Is this then the new form of branding/advertising, but with significantly more precise targeting attached to it?

The approach may not be as silly as I first thought, after all.

8 thoughts on “Mispositioned Paid Search Ads: Silly or Subtle?

  1. To me, this is very similar to bidding on misspelled keywords and “product tie-ins.” Who says I don’t need a taxi/limo to get me to the pub to watch my World Cup game? I feel this is just smart online marketing.

    Just like when I go to Target or Wal-Mart — I may not be shopping for product X, but because they put it next to product Y, I buy it.

  2. Thanks for your take on this, Tim. While I’m not certain how close this is to product tie-ins (your example may work well in areas with less developed public transportation that DC, but I’m not sure this is what they’re hoping), I agree that this may be pretty smart. They are getting the brand exposure, but aren’t paying for anything but clicks.

  3. Interesting post – Yup, I’m with the branding exercise BUT… (and correct me if I’m wrong) If the ad is not generating any clicks at the same time taking up inventory space in the search results (AKA Google aint making the cash) then the ad would soon drop out of sight no matter how much cash you throw at it?
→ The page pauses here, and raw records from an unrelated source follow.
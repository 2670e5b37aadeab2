use axum::extract::{Query, State};
use axum::http::header::SET_COOKIE;
use axum::response::{IntoResponse, Redirect};
use axum::routing::get;
use axum::{Extension, Json, Router};
use chrono::Utc;
use serde::{Deserialize, Serialize};
use std::sync::Arc;
use tracing::{error, info, warn};
use uuid::Uuid;

use crate::models::sessions::SessionRow;
use crate::models::users::UserUpsert;
use crate::oidc;
use crate::sessions::{
    clear_session_cookie, cookie_value, session_cookie, session_ttl, AuthUser, SessionData,
    SESSION_COOKIE,
};
use crate::{ApiError, AppState};

/// Unauthenticated OIDC redirect flow.
pub fn public_router(app_state: Arc<AppState>) -> Router {
    Router::new()
        .route("/api/auth/login", get(login))
        .route("/api/auth/callback", get(callback))
        .route("/api/auth/logout", get(logout))
        .with_state(app_state)
}

/// Routes that sit behind the session gate.
pub fn router(app_state: Arc<AppState>) -> Router {
    Router::new()
        .route("/api/auth/user", get(current_user))
        .with_state(app_state)
}

async fn login(State(state): State<Arc<AppState>>) -> Result<Redirect, ApiError> {
    let pkce = oidc::generate_pkce().map_err(|e| {
        error!("Could not generate PKCE material: {}", e);
        ApiError::InternalServerError
    })?;
    let login_state = oidc::generate_state().map_err(|e| {
        error!("Could not generate login state: {}", e);
        ApiError::InternalServerError
    })?;

    state.put_pending_login(login_state.clone(), pkce.verifier);

    let url = state
        .oidc
        .authorize_url(&login_state, &pkce.challenge)
        .map_err(|e| {
            error!("Could not build authorization URL: {}", e);
            ApiError::Configuration("identity provider redirect".to_string())
        })?;

    Ok(Redirect::temporary(&url))
}

#[derive(Debug, Deserialize)]
struct CallbackParams {
    code: Option<String>,
    state: Option<String>,
    error: Option<String>,
}

async fn callback(
    State(state): State<Arc<AppState>>,
    Query(params): Query<CallbackParams>,
) -> Result<impl IntoResponse, ApiError> {
    if let Some(provider_error) = params.error {
        warn!("Identity provider returned error: {}", provider_error);
        return Err(ApiError::Validation(format!(
            "Authorization failed: {provider_error}"
        )));
    }

    let code = params
        .code
        .ok_or_else(|| ApiError::Validation("Missing authorization code".to_string()))?;
    let login_state = params
        .state
        .ok_or_else(|| ApiError::Validation("Missing state parameter".to_string()))?;
    let verifier = state
        .take_pending_login(&login_state)
        .ok_or_else(|| ApiError::Validation("Unknown or expired login state".to_string()))?;

    let tokens = state
        .oidc
        .exchange_code(&code, &verifier)
        .await
        .map_err(|e| {
            error!("Authorization code exchange failed: {}", e);
            ApiError::ExternalService
        })?;

    let id_token = tokens.id_token.as_deref().ok_or_else(|| {
        error!("Token response carried no id_token");
        ApiError::ExternalService
    })?;
    let claims = oidc::decode_id_token_claims(id_token).map_err(|e| {
        error!("Could not decode id_token claims: {}", e);
        ApiError::ExternalService
    })?;

    let now = Utc::now();
    let session_data = SessionData {
        claims: claims.clone(),
        access_token: tokens.access_token.clone(),
        refresh_token: tokens.refresh_token.clone(),
        expires_at: now + chrono::Duration::seconds(tokens.expires_in),
    };

    let sid = Uuid::new_v4().simple().to_string();
    let sess = serde_json::to_value(&session_data).map_err(|e| {
        error!("Could not serialize session: {}", e);
        ApiError::InternalServerError
    })?;
    state.db.put_session(&SessionRow {
        sid: sid.clone(),
        sess,
        expire: now + session_ttl(),
    })?;

    state.db.upsert_user(&UserUpsert {
        id: claims.sub.clone(),
        email: claims.email.clone(),
        first_name: claims.first_name.clone(),
        last_name: claims.last_name.clone(),
        profile_image_url: claims.profile_image_url.clone(),
        employee_id: None,
        department: None,
        designation: None,
        joining_date: None,
    })?;

    info!("User {} logged in", claims.sub);
    Ok(([(SET_COOKIE, session_cookie(&sid))], Redirect::to("/")))
}

async fn logout(
    State(state): State<Arc<AppState>>,
    request: axum::extract::Request,
) -> impl IntoResponse {
    if let Some(sid) = cookie_value(request.headers(), SESSION_COOKIE) {
        if let Err(e) = state.db.delete_session(&sid) {
            error!("Failed to delete session on logout: {}", e);
        }
    }
    ([(SET_COOKIE, clear_session_cookie())], Redirect::to("/"))
}

#[derive(Debug, Serialize)]
#[serde(rename_all = "camelCase")]
struct UserResponse {
    id: String,
    email: Option<String>,
    first_name: Option<String>,
    last_name: Option<String>,
    profile_image_url: Option<String>,
    employee_id: Option<String>,
    department: Option<String>,
    designation: Option<String>,
    joining_date: Option<String>,
}

async fn current_user(
    State(state): State<Arc<AppState>>,
    Extension(auth): Extension<AuthUser>,
) -> Result<Json<UserResponse>, ApiError> {
    let user = state
        .db
        .get_user(&auth.user_id)?
        .ok_or(ApiError::NotFound)?;

    Ok(Json(UserResponse {
        id: user.id,
        email: user.email,
        first_name: user.first_name,
        last_name: user.last_name,
        profile_image_url: user.profile_image_url,
        employee_id: user.employee_id,
        department: user.department,
        designation: user.designation,
        joining_date: user.joining_date.map(|d| d.to_string()),
    }))
}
  4. Great article Geno and well spotted.

    Unfortunately, especially with AdWords, the possible approaches this advertiser is taking are both flawed. Massive brand exposure might work temporarily but has a disproportionate downside. The reduction in CTR (which is inevitable in this case) will reduce their quality score and will end up paying more for clicks, even on more targeted searches.
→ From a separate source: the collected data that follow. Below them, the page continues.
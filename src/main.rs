use std::collections::HashMap;
use std::sync::{Arc, Mutex};

use axum::extract::Request;
use axum::http::StatusCode;
use axum::middleware::{self, Next};
use axum::response::IntoResponse;
use axum::{Json, Router};
use chrono::{DateTime, Duration, Utc};
use serde::Serialize;
use tower_http::cors::CorsLayer;
use tracing::{error, info};
use tracing_subscriber::EnvFilter;

mod aggregates;
mod ai;
mod config;
mod db;
mod models;
mod object_store;
mod oidc;
mod sessions;
mod web;

use ai::{AiClient, AiError};
use config::Config;
use db::{DBConnection, DBError};
use object_store::{ObjectStoreClient, ObjectStoreError};
use oidc::OidcClient;
use sessions::RefreshLocks;

#[derive(Debug, thiserror::Error)]
pub enum ApiError {
    #[error("Authentication required")]
    Unauthenticated,

    #[error("Resource not found")]
    NotFound,

    #[error("{0}")]
    Validation(String),

    #[error("Service is not configured: {0}")]
    Configuration(String),

    #[error("A dependent service is unavailable, please try again later")]
    ExternalService,

    #[error("Internal server error")]
    InternalServerError,
}

impl ApiError {
    fn kind(&self) -> &'static str {
        match self {
            ApiError::Unauthenticated => "unauthenticated",
            ApiError::NotFound => "not_found",
            ApiError::Validation(_) => "validation",
            ApiError::Configuration(_) => "configuration",
            ApiError::ExternalService => "external_service",
            ApiError::InternalServerError => "internal",
        }
    }
}

#[derive(Serialize)]
struct ErrorResponse {
    status: u16,
    error: &'static str,
    message: String,
}

impl IntoResponse for ApiError {
    fn into_response(self) -> axum::response::Response {
        let status = match self {
            ApiError::Unauthenticated => StatusCode::UNAUTHORIZED,
            ApiError::NotFound => StatusCode::NOT_FOUND,
            ApiError::Validation(_) => StatusCode::BAD_REQUEST,
            ApiError::Configuration(_) => StatusCode::INTERNAL_SERVER_ERROR,
            ApiError::ExternalService => StatusCode::BAD_GATEWAY,
            ApiError::InternalServerError => StatusCode::INTERNAL_SERVER_ERROR,
        };
        if let ApiError::Configuration(ref detail) = self {
            error!("Configuration error: {}", detail);
        }
        (
            status,
            Json(ErrorResponse {
                status: status.as_u16(),
                error: self.kind(),
                message: self.to_string(),
            }),
        )
            .into_response()
    }
}

impl From<DBError> for ApiError {
    fn from(err: DBError) -> Self {
        match err {
            DBError::NotFound => ApiError::NotFound,
            other => {
                error!("Database error: {:?}", other);
                ApiError::InternalServerError
            }
        }
    }
}

impl From<ObjectStoreError> for ApiError {
    fn from(err: ObjectStoreError) -> Self {
        match err {
            ObjectStoreError::Config(detail) => ApiError::Configuration(detail.to_string()),
            other => {
                error!("Object storage error: {}", other);
                ApiError::ExternalService
            }
        }
    }
}

impl From<AiError> for ApiError {
    fn from(err: AiError) -> Self {
        match err {
            AiError::MissingApiKey => ApiError::Configuration("AI assistant".to_string()),
            other => {
                error!("AI provider error: {}", other);
                ApiError::ExternalService
            }
        }
    }
}

/// How long a login attempt may sit between redirect and callback.
const PENDING_LOGIN_TTL_MINUTES: i64 = 10;

struct PendingLogin {
    verifier: String,
    created_at: DateTime<Utc>,
}

/// PKCE verifiers parked between the login redirect and the callback,
/// keyed by the opaque state parameter. Stale entries are pruned on insert.
#[derive(Default)]
struct PendingLogins {
    entries: Mutex<HashMap<String, PendingLogin>>,
}

impl PendingLogins {
    fn put(&self, login_state: String, verifier: String) {
        let mut entries = self
            .entries
            .lock()
            .unwrap_or_else(|poisoned| poisoned.into_inner());
        let cutoff = Utc::now() - Duration::minutes(PENDING_LOGIN_TTL_MINUTES);
        entries.retain(|_, login| login.created_at > cutoff);
        entries.insert(
            login_state,
            PendingLogin {
                verifier,
                created_at: Utc::now(),
            },
        );
    }

    /// Single-use: the verifier is removed on retrieval.
    fn take(&self, login_state: &str) -> Option<String> {
        let mut entries = self
            .entries
            .lock()
            .unwrap_or_else(|poisoned| poisoned.into_inner());
        let login = entries.remove(login_state)?;
        if login.created_at < Utc::now() - Duration::minutes(PENDING_LOGIN_TTL_MINUTES) {
            return None;
        }
        Some(login.verifier)
    }
}

pub struct AppState {
    pub config: Config,
    pub db: Arc<dyn DBConnection + Send + Sync>,
    pub oidc: OidcClient,
    pub object_store: ObjectStoreClient,
    pub ai: AiClient,
    pub refresh_locks: RefreshLocks,
    pending_logins: PendingLogins,
}

impl AppState {
    pub fn new(
        config: Config,
        db: Arc<dyn DBConnection + Send + Sync>,
        oidc: OidcClient,
        object_store: ObjectStoreClient,
        ai: AiClient,
    ) -> Self {
        AppState {
            config,
            db,
            oidc,
            object_store,
            ai,
            refresh_locks: RefreshLocks::default(),
            pending_logins: PendingLogins::default(),
        }
    }

    pub fn put_pending_login(&self, login_state: String, verifier: String) {
        self.pending_logins.put(login_state, verifier);
    }

    pub fn take_pending_login(&self, login_state: &str) -> Option<String> {
        self.pending_logins.take(login_state)
    }
}

async fn log_requests(request: Request, next: Next) -> axum::response::Response {
    let method = request.method().clone();
    let path = request.uri().path().to_string();
    let started = std::time::Instant::now();

    let response = next.run(request).await;

    if path.starts_with("/api") {
        info!(
            "{} {} {} in {}ms",
            method,
            path,
            response.status().as_u16(),
            started.elapsed().as_millis()
        );
    }
    response
}

fn app_router(state: Arc<AppState>) -> Router {
    let protected = web::auth::router(state.clone())
        .merge(web::dashboard::router(state.clone()))
        .merge(web::leaves::router(state.clone()))
        .merge(web::attendance::router(state.clone()))
        .merge(web::salary::router(state.clone()))
        .merge(web::documents::router(state.clone()))
        .merge(web::ai::router(state.clone()))
        .route_layer(middleware::from_fn_with_state(
            state.clone(),
            sessions::require_session,
        ));

    protected
        .merge(web::auth::public_router(state))
        .layer(middleware::from_fn(log_requests))
        .layer(CorsLayer::permissive())
}

#[tokio::main]
async fn main() {
    dotenv::dotenv().ok();
    tracing_subscriber::fmt()
        .with_env_filter(
            EnvFilter::try_from_default_env().unwrap_or_else(|_| EnvFilter::new("info")),
        )
        .init();

    let config = match Config::from_env() {
        Ok(config) => config,
        Err(e) => {
            error!("Invalid configuration: {}", e);
            std::process::exit(1);
        }
    };

    let db = match db::setup_db(&config.database_url) {
        Ok(db) => db,
        Err(e) => {
            error!("Could not connect to the database: {}", e);
            std::process::exit(1);
        }
    };

    let oidc = match OidcClient::new(
        config.issuer_url.clone(),
        config.client_id.clone(),
        config.redirect_domains.clone(),
    ) {
        Ok(client) => client,
        Err(e) => {
            error!("Could not build OIDC client: {}", e);
            std::process::exit(1);
        }
    };

    let object_store = match ObjectStoreClient::new(
        config.sidecar_endpoint.clone(),
        config.public_object_search_paths.clone(),
        config.private_object_dir.clone(),
    ) {
        Ok(client) => client,
        Err(e) => {
            error!("Could not build object storage client: {}", e);
            std::process::exit(1);
        }
    };

    let ai = match AiClient::new(config.openai_base_url.clone(), config.openai_api_key.clone()) {
        Ok(client) => client,
        Err(e) => {
            error!("Could not build AI client: {}", e);
            std::process::exit(1);
        }
    };

    let port = config.port;
    let state = Arc::new(AppState::new(config, db, oidc, object_store, ai));

    let app = app_router(state);

    let listener = match tokio::net::TcpListener::bind(("0.0.0.0", port)).await {
        Ok(listener) => listener,
        Err(e) => {
            error!("Could not bind port {}: {}", port, e);
            std::process::exit(1);
        }
    };
    info!("HR portal listening on port {}", port);

    if let Err(e) = axum::serve(listener, app).await {
        error!("Server error: {}", e);
        std::process::exit(1);
    }
}

/// `AppState` over the in-memory store, for handler tests. The store is
/// also returned directly so tests can inspect rows the handlers wrote.
#[cfg(test)]
pub(crate) fn test_app_state() -> (Arc<AppState>, Arc<db::testing::InMemoryDb>) {
    let store = Arc::new(db::testing::InMemoryDb::default());
    let config = Config {
        port: 5000,
        database_url: "postgres://localhost/hr".to_string(),
        issuer_url: "https://replit.com/oidc".to_string(),
        client_id: "client".to_string(),
        redirect_domains: vec!["app.example.com".to_string()],
        openai_api_key: None,
        openai_base_url: "https://api.openai.com/v1".to_string(),
        public_object_search_paths: Vec::new(),
        private_object_dir: None,
        sidecar_endpoint: "http://127.0.0.1:1106".to_string(),
        reviewer_emails: Vec::new(),
        upload_dir: std::path::PathBuf::from("uploads"),
    };
    let oidc = OidcClient::new(
        config.issuer_url.clone(),
        config.client_id.clone(),
        config.redirect_domains.clone(),
    )
    .unwrap();
    let object_store =
        ObjectStoreClient::new(config.sidecar_endpoint.clone(), Vec::new(), None).unwrap();
    let ai = AiClient::new(config.openai_base_url.clone(), None).unwrap();
    (
        Arc::new(AppState::new(config, store.clone(), oidc, object_store, ai)),
        store,
    )
}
    This is quite common with new advertisers and from my work on the official AdWords help forum, this can even result in advertisers completely destroying their accounts and having to start fresh.

    So to conclude, this is actually as silly as you first thought, in fact, a lot sillier. If they were to get creative and make it relevant (think “Get a limo to the sports bar to watch the match” type ads), that’s a different story.
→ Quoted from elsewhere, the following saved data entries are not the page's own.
use crate::models::schema::leave_types;
use chrono::{DateTime, Utc};
use diesel::prelude::*;
use serde::{Deserialize, Serialize};
use thiserror::Error;
use uuid::Uuid;

#[derive(Error, Debug)]
pub enum LeaveTypeError {
    #[error("Database error: {0}")]
    DatabaseError(#[from] diesel::result::Error),
}

/// Reference data: the kinds of leave an employee can request.
#[derive(Queryable, Identifiable, Serialize, Deserialize, Clone, Debug)]
#[diesel(table_name = leave_types)]
pub struct LeaveType {
    pub id: Uuid,
    pub name: String,
    pub max_days: i32,
    pub carry_forward: bool,
    pub created_at: DateTime<Utc>,
}

impl LeaveType {
    pub fn list(conn: &mut PgConnection) -> Result<Vec<LeaveType>, LeaveTypeError> {
        leave_types::table
            .order(leave_types::name.asc())
            .load::<LeaveType>(conn)
            .map_err(LeaveTypeError::DatabaseError)
    }
}
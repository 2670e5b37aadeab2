use crate::models::schema::sessions;
use chrono::{DateTime, Utc};
use diesel::prelude::*;
use serde::{Deserialize, Serialize};
use thiserror::Error;

#[derive(Error, Debug)]
pub enum SessionError {
    #[error("Database error: {0}")]
    DatabaseError(#[from] diesel::result::Error),
}

/// Server-side session row. `sess` is an opaque JSON blob owned by the
/// auth gate; `expire` bounds the cookie's lifetime, independent of the
/// access token expiry stored inside the blob.
#[derive(Queryable, Insertable, Identifiable, Serialize, Deserialize, Clone, Debug)]
#[diesel(table_name = sessions)]
#[diesel(primary_key(sid))]
pub struct SessionRow {
    pub sid: String,
    pub sess: serde_json::Value,
    pub expire: DateTime<Utc>,
}

impl SessionRow {
    pub fn get(conn: &mut PgConnection, sid: &str) -> Result<Option<SessionRow>, SessionError> {
        sessions::table
            .find(sid)
            .first::<SessionRow>(conn)
            .optional()
            .map_err(SessionError::DatabaseError)
    }

    pub fn put(&self, conn: &mut PgConnection) -> Result<(), SessionError> {
        diesel::insert_into(sessions::table)
            .values(self)
            .on_conflict(sessions::sid)
            .do_update()
            .set((
                sessions::sess.eq(&self.sess),
                sessions::expire.eq(self.expire),
            ))
            .execute(conn)?;
        Ok(())
    }

    pub fn delete(conn: &mut PgConnection, sid: &str) -> Result<usize, SessionError> {
        diesel::delete(sessions::table.find(sid))
            .execute(conn)
            .map_err(SessionError::DatabaseError)
    }
}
  5. @Matt: Thanks for chiming in. Yes, you’re right, and I was waiting for someone to mention that! If the above-quoted two points are what they’re hoping for, it’s an extremely short-sighted strategy.

    @Dave: Thank you for your input, my friend. And guess what? I don’t see that ad up any longer. It must’ve gone down due to the nil or near-nil clickthrough rate.

    I didn’t know that low CTR on some ads affects an advertiser’s overall quality score in such a way that their price per click for “more targeted searches” goes up. Interesting.

    Again, thanks for your comments, gentlemen.

  6. Geno, did you try to see if this ad appeared consistently or if it was just a one-time anomaly? I looked at the ads at http://www.google.com/search?q=worldcup&adtest=on&gl=US&gm=511&gr=US-VA&gcs=Alexandria at a few times throughout the day, and I didn’t see any limo ads. Maybe the advertiser realized the mistake or maybe the CTR was so low that the minimum bid skyrocketed or maybe they exceeded the monthly budget or maybe something else. Hard to tell.

    But besides advertiser naivete, there could be other reasons for the ad appearing. For example, Google sometimes shows ads related to previous searches instead of the current search. There’s better explanation with more examples at http://www.seoptimise.com/blog/2009/04/how-search-history-influences-google-adwords.html

    And Google often runs other little tests with their ad system that most people don’t notice. So these kinds of ads are not always a blatant mistake by the advertiser.

    On the other hand, sometimes it absolutely is because of the advertiser’s lack of knowledge. Maybe you should contact the business and get their side of the story. 🙂

  7. Rehan, I was wondering if you’d chime in. Thanks for doing so!

    Yes, I saw it appear consistently in the course of about two hours preceding my decision to put together a post on it.

    Didn’t know about Google showing ads related to previous searches in AdWords units too. Interesting, but not explaining much in my case (I did no searches for anything related to limos or charter buses). Good info to know anyway.

    Re Google running “other little tests” – now this is really interesting. Got any more info on this? A link or two on the subject would make a very interesting bedtime reading for me.